The recent economic meltdown had a drastic effect on every business including the timeshare industry. This did not only make several owners want to get out of their timeshare units but also make most consumers to resist in owning such property. But as most countries are on their way to economic recovery, there is still a light at the end of the tunnel for the timeshare industry.
The said recovery is evident as Marriott International, Inc., a worldwide operator and franchisor of a broad portfolio of hotels and related lodging facilities said that it expects to add approximately 38,000 rooms to its worldwide lodging system in 2009 thereby raising its guidance of 33,000 gross room additions for 2009 provided in its third quarter earnings.

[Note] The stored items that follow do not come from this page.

// Copyright (c) 2025 Dimitris Kafetzis
//
// Licensed under the MIT License.
// See LICENSE file in the project root for full license information.
//
// SPDX-License-Identifier: MIT

//! Kernel interpreter of the software device.
//!
//! Queue workers call into here to run one kernel call against a
//! context's network state. Outcomes are reported exclusively through
//! the status buffer every built-in kernel takes as argument 0; the
//! return value is the cycle count, which the worker also uses to pace
//! the call like a real core would.
//!
//! # Built-in kernel ABI
//! ```text
//! configure(status RW, descriptor RO, weights RO, ConfigureParams)
//! setup    (status RW, group_id: u32 [, l1 scratch])
//! process  (status RW, input RO, output WO, [trace WO,] ProcessParams, group_id: u32)
//! teardown (status RW, group_id: u32)
//! ```
//!
//! A network whose descriptor declares L1 scratch demands a local
//! reservation of at least that size on every `setup` call.

use crate::soft::{ContextState, NetState};
use crate::types::{
    KernelArg, KERNEL_CONFIGURE, KERNEL_PROCESS, KERNEL_SETUP, KERNEL_TEARDOWN,
};
use crate::DeviceKind;
use device_memory::HostBuffer;
use net_format::{
    ConfigureParams, DeviceErrorCode, DeviceStatus, FormatError, LayerKind, LayerRecord,
    NetDescriptor, ProcessParams, DENSE_ACCUM_SHIFT, DESCRIPTOR_ABI_VERSION,
};
use std::collections::HashSet;

// Synthetic cost model, in device cycles.
const CONFIGURE_BASE_CYCLES: u64 = 24_000;
const CONFIGURE_PER_LAYER_CYCLES: u64 = 1_500;
const SETUP_BASE_CYCLES: u64 = 9_000;
const SETUP_PER_LAYER_CYCLES: u64 = 3_000;
const PROCESS_BASE_CYCLES: u64 = 2_000;
const TEARDOWN_BASE_CYCLES: u64 = 1_200;

/// Heap bytes the device reserves for its own network tables.
const DEVICE_HEAP_OVERHEAD_BYTES: u32 = 1_024;
/// Memory records the network tables themselves occupy.
const NET_TABLE_MEM_RECORDS: usize = 4;
/// Memory records each layer of a group occupies once set up.
const MEM_RECORDS_PER_LAYER: usize = 2;

/// Runs one kernel call. Returns the cycles charged to the call.
pub(crate) fn run_kernel(ctx: &ContextState, kernel: &'static str, args: &[KernelArg]) -> u64 {
    let Some(status) = buffer_arg(args, 0) else {
        // Enqueue pre-checks make this unreachable for built-ins.
        tracing::error!(kernel, "kernel call without status buffer");
        return 0;
    };

    let (code, heap_used, cycles) = match kernel {
        KERNEL_CONFIGURE => run_configure(ctx, args),
        KERNEL_SETUP => run_setup(ctx, args),
        KERNEL_PROCESS => run_process(ctx, args),
        KERNEL_TEARDOWN => run_teardown(ctx, args),
        other => {
            tracing::error!(kernel = other, "unknown kernel reached the device");
            (DeviceErrorCode::GeneralFailure, 0, 0)
        }
    };

    if !code.is_success() {
        tracing::debug!(kernel, %code, "kernel call failed on device");
    }
    write_status(status, code, heap_used, cycles);
    cycles
}
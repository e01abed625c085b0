// Copyright (c) 2025 Dimitris Kafetzis
//
// Licensed under the MIT License.
// See LICENSE file in the project root for full license information.
//
// SPDX-License-Identifier: MIT

//! Shared-region budget configuration and parsing.
//!
//! A [`RegionBudget`] is the hard ceiling on the device-visible region.
//! On the target platforms this region is a fixed carve-out negotiated at
//! boot, so exceeding it is a configuration error, not a transient state.

use crate::MemoryError;
use std::fmt;

/// A hard ceiling on the device-visible shared region.
///
/// # Parsing
/// Supports human-readable strings with SI-style suffixes:
/// - `"64M"` or `"64MB"` → 64 × 1024² bytes
/// - `"1G"` or `"1GB"` → 1 × 1024³ bytes
/// - `"2048K"` or `"2048KB"` → 2048 × 1024 bytes
/// - `"1073741824"` → raw byte count
///
/// # Examples
/// ```
/// use device_memory::RegionBudget;
///
/// let b = RegionBudget::from_mb(64);
/// assert_eq!(b.as_mb(), 64);
///
/// let b = RegionBudget::parse("1G").unwrap();
/// assert_eq!(b.as_mb(), 1024);
/// ```
#[derive(Debug, Clone, Copy, PartialEq, Eq, serde::Serialize, serde::Deserialize)]
pub struct RegionBudget {
    /// Budget in bytes.
    bytes: usize,
}

impl RegionBudget {
    /// Creates a budget from a byte count.
    pub fn from_bytes(bytes: usize) -> Self {
        Self { bytes }
    }

    /// Creates a budget from megabytes.
    pub fn from_mb(mb: usize) -> Self {
        Self {
            bytes: mb * 1024 * 1024,
        }
    }

    /// Creates a budget from gigabytes.
    pub fn from_gb(gb: usize) -> Self {
        Self {
            bytes: gb * 1024 * 1024 * 1024,
        }
    }

    /// Returns the budget in bytes.
    pub fn as_bytes(&self) -> usize {
        self.bytes
    }

    /// Returns the budget in megabytes (truncated).
    pub fn as_mb(&self) -> usize {
        self.bytes / (1024 * 1024)
    }

    /// Parses a human-readable budget string.
    ///
    /// Accepted formats: `"64M"`, `"64MB"`, `"1G"`, `"1GB"`, `"2048K"`,
    /// `"2048KB"`, or a plain byte count like `"1073741824"`.
    /// Case-insensitive.
    pub fn parse(s: &str) -> Result<Self, MemoryError> {
        let raw = s;
        let s = s.trim();
        if s.is_empty() {
            return Err(MemoryError::InvalidBudget { input: raw.into() });
        }

        let s_upper = s.to_uppercase();

        let (num_str, multiplier) = if s_upper.ends_with("GB") {
            (&s[..s.len() - 2], 1024 * 1024 * 1024)
        } else if s_upper.ends_with('G') {
            (&s[..s.len() - 1], 1024 * 1024 * 1024)
        } else if s_upper.ends_with("MB") {
            (&s[..s.len() - 2], 1024 * 1024)
        } else if s_upper.ends_with('M') {
            (&s[..s.len() - 1], 1024 * 1024)
        } else if s_upper.ends_with("KB") {
            (&s[..s.len() - 2], 1024)
        } else if s_upper.ends_with('K') {
            (&s[..s.len() - 1], 1024)
        } else {
            (s, 1)
        };

        let value: usize = num_str
            .trim()
            .parse()
            .map_err(|_| MemoryError::InvalidBudget { input: raw.into() })?;

        if value == 0 {
            return Err(MemoryError::InvalidBudget { input: raw.into() });
        }

        Ok(Self {
            bytes: value * multiplier,
        })
    }
}

impl fmt::Display for RegionBudget {
    fn fmt(&self, f: &mut fmt::Formatter<'_>) -> fmt::Result {
        if self.bytes >= 1024 * 1024 * 1024 && self.bytes % (1024 * 1024 * 1024) == 0 {
            write!(f, "{}G", self.bytes / (1024 * 1024 * 1024))
        } else if self.bytes >= 1024 * 1024 && self.bytes % (1024 * 1024) == 0 {
            write!(f, "{}M", self.bytes / (1024 * 1024))
        } else if self.bytes >= 1024 && self.bytes % 1024 == 0 {
            write!(f, "{}K", self.bytes / 1024)
        } else {
            write!(f, "{}B", self.bytes)
        }
    }
}

#[cfg(test)]
mod tests {
    use super::*;

    #[test]
    fn test_from_mb() {
        let b = RegionBudget::from_mb(64);
        assert_eq!(b.as_bytes(), 64 * 1024 * 1024);
        assert_eq!(b.as_mb(), 64);
    }

    #[test]
    fn test_parse_suffixes() {
        assert_eq!(RegionBudget::parse("64M").unwrap().as_mb(), 64);
        assert_eq!(RegionBudget::parse("64MB").unwrap().as_mb(), 64);
        assert_eq!(RegionBudget::parse("1G").unwrap().as_mb(), 1024);
        assert_eq!(RegionBudget::parse("1gb").unwrap().as_mb(), 1024);
        assert_eq!(RegionBudget::parse("2048K").unwrap().as_bytes(), 2048 * 1024);
        assert_eq!(RegionBudget::parse("4096").unwrap().as_bytes(), 4096);
    }

    #[test]
    fn test_parse_whitespace() {
        assert_eq!(RegionBudget::parse("  128M  ").unwrap().as_mb(), 128);
    }

    #[test]
    fn test_parse_invalid() {
        assert!(RegionBudget::parse("").is_err());
        assert!(RegionBudget::parse("abc").is_err());
        assert!(RegionBudget::parse("0M").is_err());
        assert!(RegionBudget::parse("12X").is_err());
    }

    #[test]
    fn test_display_round_trip() {
        for s in ["64M", "1G", "512K"] {
            let b = RegionBudget::parse(s).unwrap();
            assert_eq!(format!("{b}"), s);
        }
    }
}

The company also said that the systemwide revenue per available room (REVPAR) outside North America for the fourth quarter of 2009 should decline 14 to 16 percent. On October 8, the company have provided guidance of a 16 to 18 percent REVPAR decline for the fourth quarter of 2009 year-over-year for comparable systemwide hotels outside North America on a constant dollar basis. Also, a 13 to 16 percent REVPAR decline for comparable systemwide hotels in North America.
For its timeshare business, Marriott expects the contract sales of timeshare intervals in the fourth quarter of 2009 to be slightly better than the guidance of $185 million to $190 million the company provided on October 8. On the other hand, the successful completion of a note sale securitization during the current fourth quarter, with $37 million gain should enable Marriott's timeshare segment to outperform its expectations.
Currently, despite the number of owners who are trying to get rid of their timeshares while some even hire a timeshare transfer company such as the Transfer Smart, there are already signs that shows that the timeshare industry is on its way to recovery.